L’équipe a montré qu’elle pouvait contrôler les deux propriétés ferroïques à l’aide d’un champ électrique. Ils envisagent que, si les ingénieurs pouvaient incorporer du graphène à cinq couches ou des matériaux multiferroïques similaires dans une puce mémoire, ils pourraient, en principe, utiliser le même champ électrique de faible puissance pour manipuler les électrons du matériau de deux manières plutôt qu'une, et efficacement. doublez les données qui pourraient être stockées sur une puce par rapport aux multiferroïques classiques.

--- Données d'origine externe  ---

//! Registry traits the pipeline reads from and writes to.
//!
//! Accounts, leads and drafts are owned by the surrounding service; the core
//! only sees these async seams.

use async_trait::async_trait;
use chrono::{DateTime, Utc};
use serde::{Deserialize, Serialize};
use uuid::Uuid;

use crate::accounts::{Account, CampaignRef};
use crate::error::StoreError;
use crate::llm::{Sentiment, SentimentReport};

/// Lifecycle state of a lead.
#[derive(Debug, Clone, Copy, PartialEq, Eq, Hash, Serialize, Deserialize)]
#[serde(rename_all = "snake_case")]
pub enum LeadStatus {
    Active,
    /// Hard bounce; never mail again.
    Bounced,
    Unsubscribed,
    /// Replied negatively; drop from sequences.
    Inactive,
}

impl LeadStatus {
    pub fn as_str(&self) -> &'static str {
        match self {
            Self::Active => "active",
            Self::Bounced => "bounced",
            Self::Unsubscribed => "unsubscribed",
            Self::Inactive => "inactive",
        }
    }
}

impl std::fmt::Display for LeadStatus {
    fn fmt(&self, f: &mut std::fmt::Formatter<'_>) -> std::fmt::Result {
        f.write_str(self.as_str())
    }
}

/// Review state of a reply draft.
#[derive(Debug, Clone, Copy, PartialEq, Eq, Serialize, Deserialize)]
#[serde(rename_all = "snake_case")]
pub enum DraftStatus {
    /// Waiting for a human to approve, edit or discard.
    Drafted,
    /// Automatic handling failed; a human has to act.
    NeedsAttention,
    /// Queued for an autopilot send after the thinking delay.
    Scheduled,
    /// Went out on autopilot.
    Sent,
    /// A scheduled send that was withdrawn before it fired.
    Cancelled,
}

/// A reply draft surfaced for review.
#[derive(Debug, Clone, PartialEq, Serialize, Deserialize)]
#[serde(rename_all = "camelCase")]
pub struct DraftRecord {
    pub id: Uuid,
    pub thread_id: String,
    pub lead_id: String,
    pub campaign_id: String,
    pub sentiment: Sentiment,
    pub score: u8,
    pub draft: Option<String>,
    pub key_points: Vec<String>,
    pub status: DraftStatus,
    /// Why the draft needs attention, if it does.
    pub note: Option<String>,
    pub created_at: DateTime<Utc>,
}

impl DraftRecord {
    /// A fresh `Drafted` record for a thread.
    pub fn new(
        thread_id: impl Into<String>,
        lead_id: impl Into<String>,
        campaign_id: impl Into<String>,
        report: &SentimentReport,
    ) -> Self {
        Self {
            id: Uuid::new_v4(),
            thread_id: thread_id.into(),
            lead_id: lead_id.into(),
            campaign_id: campaign_id.into(),
            sentiment: report.sentiment,
            score: report.score,
            draft: report.draft.clone(),
            key_points: report.key_points.clone(),
            status: DraftStatus::Drafted,
            note: None,
            created_at: Utc::now(),
        }
    }

    /// Mark the draft as queued for an autopilot send.
    pub fn scheduled(mut self) -> Self {
        self.status = DraftStatus::Scheduled;
        self
    }

    /// Mark the draft as needing attention, with a reason.
    pub fn needing_attention(mut self, note: impl Into<String>) -> Self {
        self.status = DraftStatus::NeedsAttention;
        self.note = Some(note.into());
        self
    }

    /// Move to `status`, keeping the id.
    pub fn with_status(mut self, status: DraftStatus) -> Self {
        self.status = status;
        self
    }
}

/// Sender accounts and campaigns.
#[async_trait]
pub trait AccountRegistry: Send + Sync {
    /// Current state of every account, in registry order.
    async fn accounts(&self) -> Result<Vec<Account>, StoreError>;

    async fn campaign(&self, id: &str) -> Result<Option<CampaignRef>, StoreError>;

    /// Count one successful send against the account's daily quota.
    async fn record_send(&self, account_id: &str) -> Result<(), StoreError>;
}

/// Lead lifecycle updates.
#[async_trait]
pub trait LeadRegistry: Send + Sync {
    async fn set_status(&self, lead_id: &str, status: LeadStatus) -> Result<(), StoreError>;

    async fn status(&self, lead_id: &str) -> Result<Option<LeadStatus>, StoreError>;
}

/// Persistence for reply drafts awaiting review.
#[async_trait]
pub trait DraftStore: Send + Sync {
    /// Insert or replace by id.
    async fn save(&self, record: DraftRecord) -> Result<(), StoreError>;

    async fn get(&self, id: Uuid) -> Result<Option<DraftRecord>, StoreError>;

    /// All drafts for a thread, oldest first.
    async fn for_thread(&self, thread_id: &str) -> Result<Vec<DraftRecord>, StoreError>;
}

Bien que cette vision soit loin d'être une réalisation pratique, les résultats de l'équipe innovent dans la recherche de dispositifs électroniques, magnétiques et Valleytronic meilleurs et plus efficaces.
Plus d'informations : Long Ju, Multiferroïcité orbitale dans le graphène rhomboédrique pentacouche, Nature (2023). DOI : 10.1038/s41586-023-06572-w. www.nature.com/articles/s41586-023-06572-w
Informations sur le journal : Nature
Fourni par le Massachusetts Institute of Technology
Cette histoire est republiée avec l'aimable autorisation de MIT News (web.mit.edu/newsoffice/), un site populaire qui couvre l'actualité de la recherche, de l'innovation et de l'enseignement du MIT.